■ **EXERCISE DETAILS**
Please copy exactly the lines that run from the start of the entries to the line containing "applied before launch).", inclusive.

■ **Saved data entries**
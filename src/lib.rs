//! # bselect - browser selector routing-config library
//!
//! This library compiles a small, comment-tolerant text configuration file
//! into a validated, ordered list of URL-routing rules. Each rule binds a
//! URL pattern to a configured browser and an optional URL transform
//! (a sed-like `s|find|replace|flags` rewrite applied before launch).
//! Matching a live URL against the rules and launching the chosen browser
//! are left to the caller.
//!
//! ## Config format
//!
//! ```text
//! ; comment lines start with ';' or '#'
//! [browsers]
//! firefox = firefox "{url}"
//! chromium = chromium "{url}"
//!
//! [urls]
//! *.mozilla.org = firefox
//! clickbait.com = firefox:s|utm_[^&#]*&?(#)?|$1|
//! ```
//!
//! Section headers are matched case-insensitively. `browsers` entries map a
//! name to a launch template holding a single `{url}` placeholder. `urls`
//! entries map a pattern to `browserName[:transformSpec]`. The compiled
//! list preserves file order and always ends with a synthesized `"*"`
//! catch-all bound to the first configured browser, so some default is
//! always reachable.
//!
//! ## Quick start
//!
//! ```rust
//! use bselect::load_config;
//!
//! let content = r#"
//!     [browsers]
//!     vivaldi = vivaldi "{url}"
//!     firefox = firefox "{url}"
//!
//!     [urls]
//!     example.com = firefox
//!     evil.com = vivaldi:s|://evil\.com/|://good.com/|
//! "#;
//!
//! let config = load_config(content)?;
//!
//! // Rules come out in file order, catch-all last.
//! assert_eq!(config.preferences[0].pattern, "example.com");
//! assert_eq!(config.preferences.last().unwrap().pattern, "*");
//! assert_eq!(config.preferences.last().unwrap().browser.name, "vivaldi");
//!
//! // Compiled transforms are pure functions over URLs.
//! let transform = config.preferences[1].transform.as_ref().unwrap();
//! assert_eq!(transform.apply("http://evil.com/a"), "http://good.com/a");
//! # Ok::<(), bselect::Error>(())
//! ```
//!
//! ### Loading from a file
//!
//! ```rust,no_run
//! use bselect::{default_config_path, load_config_file};
//!
//! // The config lives alongside the running binary; resolve the path once
//! // at startup and pass it around explicitly.
//! let path = default_config_path()?;
//! let config = load_config_file(&path)?;
//! for pref in &config.preferences {
//!     println!("{} -> {}", pref.pattern, pref.browser.name);
//! }
//! # Ok::<(), bselect::Error>(())
//! ```
//!
//! ## Error handling
//!
//! Loading is all-or-nothing: a half-loaded routing table that silently
//! mis-routes URLs is worse than refusing to start, so any syntax-level
//! error aborts the whole load. The one exception is a `urls` entry naming
//! an unknown browser, which is dropped silently (stale config drift, not a
//! structural mistake).
//!
//! ```rust
//! use bselect::{load_config, Error};
//!
//! let content = "[urls]\nexample.com = firefox:s|foo|bar|iz\n";
//! match load_config(content) {
//!     Ok(_) => unreachable!(),
//!     Err(Error::InvalidFlags { flags, key, value }) => {
//!         eprintln!("bad flag(s) '{}' in {}={}", flags, key, value);
//!     }
//!     Err(e) => eprintln!("other error: {}", e),
//! }
//! ```

// Re-export all public types at crate root
pub use preferences::{UrlPreference, CATCH_ALL_PATTERN};
pub use registry::{Browser, BrowserRegistry, FALLBACK_BROWSER_NAME, FALLBACK_LAUNCH_TEMPLATE};
pub use transform::UrlTransform;

// Re-export error types
pub use error::{Error, Result};

// Re-export the loading entry points
pub use bootstrap::{write_sample_config, SAMPLE_CONFIG};
pub use loader::{default_config_path, load_config, load_config_file, RoutingConfig, CONFIG_FILE_NAME};

// Lower pipeline stages, exposed so each stage is directly testable and
// reusable by callers that bring their own text.
pub use lines::{filter_lines, section_lines, split_key_value};
pub use preferences::compile_preferences;

// All modules are private - use re-exports above for public API
mod bootstrap;
mod error;
mod lines;
mod loader;
mod preferences;
mod registry;
mod transform;
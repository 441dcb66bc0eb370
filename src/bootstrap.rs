//! First-run bootstrap: write a sample config without clobbering anything
//!
//! Writes a bundled sample config to the given path. An existing file is
//! never overwritten: it is first renamed by inserting the lowest unused
//! 4-digit suffix before the extension (`bselect.0001.ini`,
//! `bselect.0002.ini`, ...).

use crate::error::Result;
use std::path::{Path, PathBuf};

/// Bundled sample config written on first run.
pub const SAMPLE_CONFIG: &str = r#"; bselect sample configuration.
;
; Browsers are listed as name = launch template. The template contains a
; single {url} placeholder substituted with the (possibly transformed) URL.
; The first browser listed is the default for unmatched URLs.
[browsers]
firefox = firefox "{url}"
chromium = chromium "{url}"

; Routing rules as pattern = browser[:transform], first match wins.
; A transform is s|find|replace|flags with any single delimiter character;
; the only recognized flag is i (ignore case).
[urls]
; example.com = firefox
; *.corp.example = chromium
; clickbait.com = firefox:s|utm_[^&#]*&?(#)?|$1|
"#;

/// Write the sample config to `path`, rotating any pre-existing file to a
/// backup name first. Returns the backup path if a rotation happened.
pub fn write_sample_config(path: &Path) -> Result<Option<PathBuf>> {
    let backup = if path.exists() {
        let backup = backup_file_name(path);
        std::fs::rename(path, &backup)?;
        Some(backup)
    } else {
        None
    };

    std::fs::write(path, SAMPLE_CONFIG)?;
    Ok(backup)
}

/// Pick the lowest unused backup name for `path`, starting at `0001`.
///
/// The suffix goes before the extension: `bselect.ini` rotates to
/// `bselect.0001.ini`, then `bselect.0002.ini`, and so on.
fn backup_file_name(path: &Path) -> PathBuf {
    let dir = path.parent().unwrap_or_else(|| Path::new("."));
    let stem = path
        .file_stem()
        .map(|s| s.to_string_lossy().into_owned())
        .unwrap_or_default();
    let ext = path
        .extension()
        .map(|e| format!(".{}", e.to_string_lossy()))
        .unwrap_or_default();

    let mut index = 0u32;
    loop {
        index += 1;
        let candidate = dir.join(format!("{}.{:04}{}", stem, index, ext));
        if !candidate.exists() {
            return candidate;
        }
    }
}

■ **RESULT OF THE EXERCISE**
filename src/lib.rs
//! # bselect - browser selector routing-config library
//!
//! This library compiles a small, comment-tolerant text configuration file
//! into a validated, ordered list of URL-routing rules. Each rule binds a
//! URL pattern to a configured browser and an optional URL transform
//! (a sed-like `s|find|replace|flags` rewrite applied before launch).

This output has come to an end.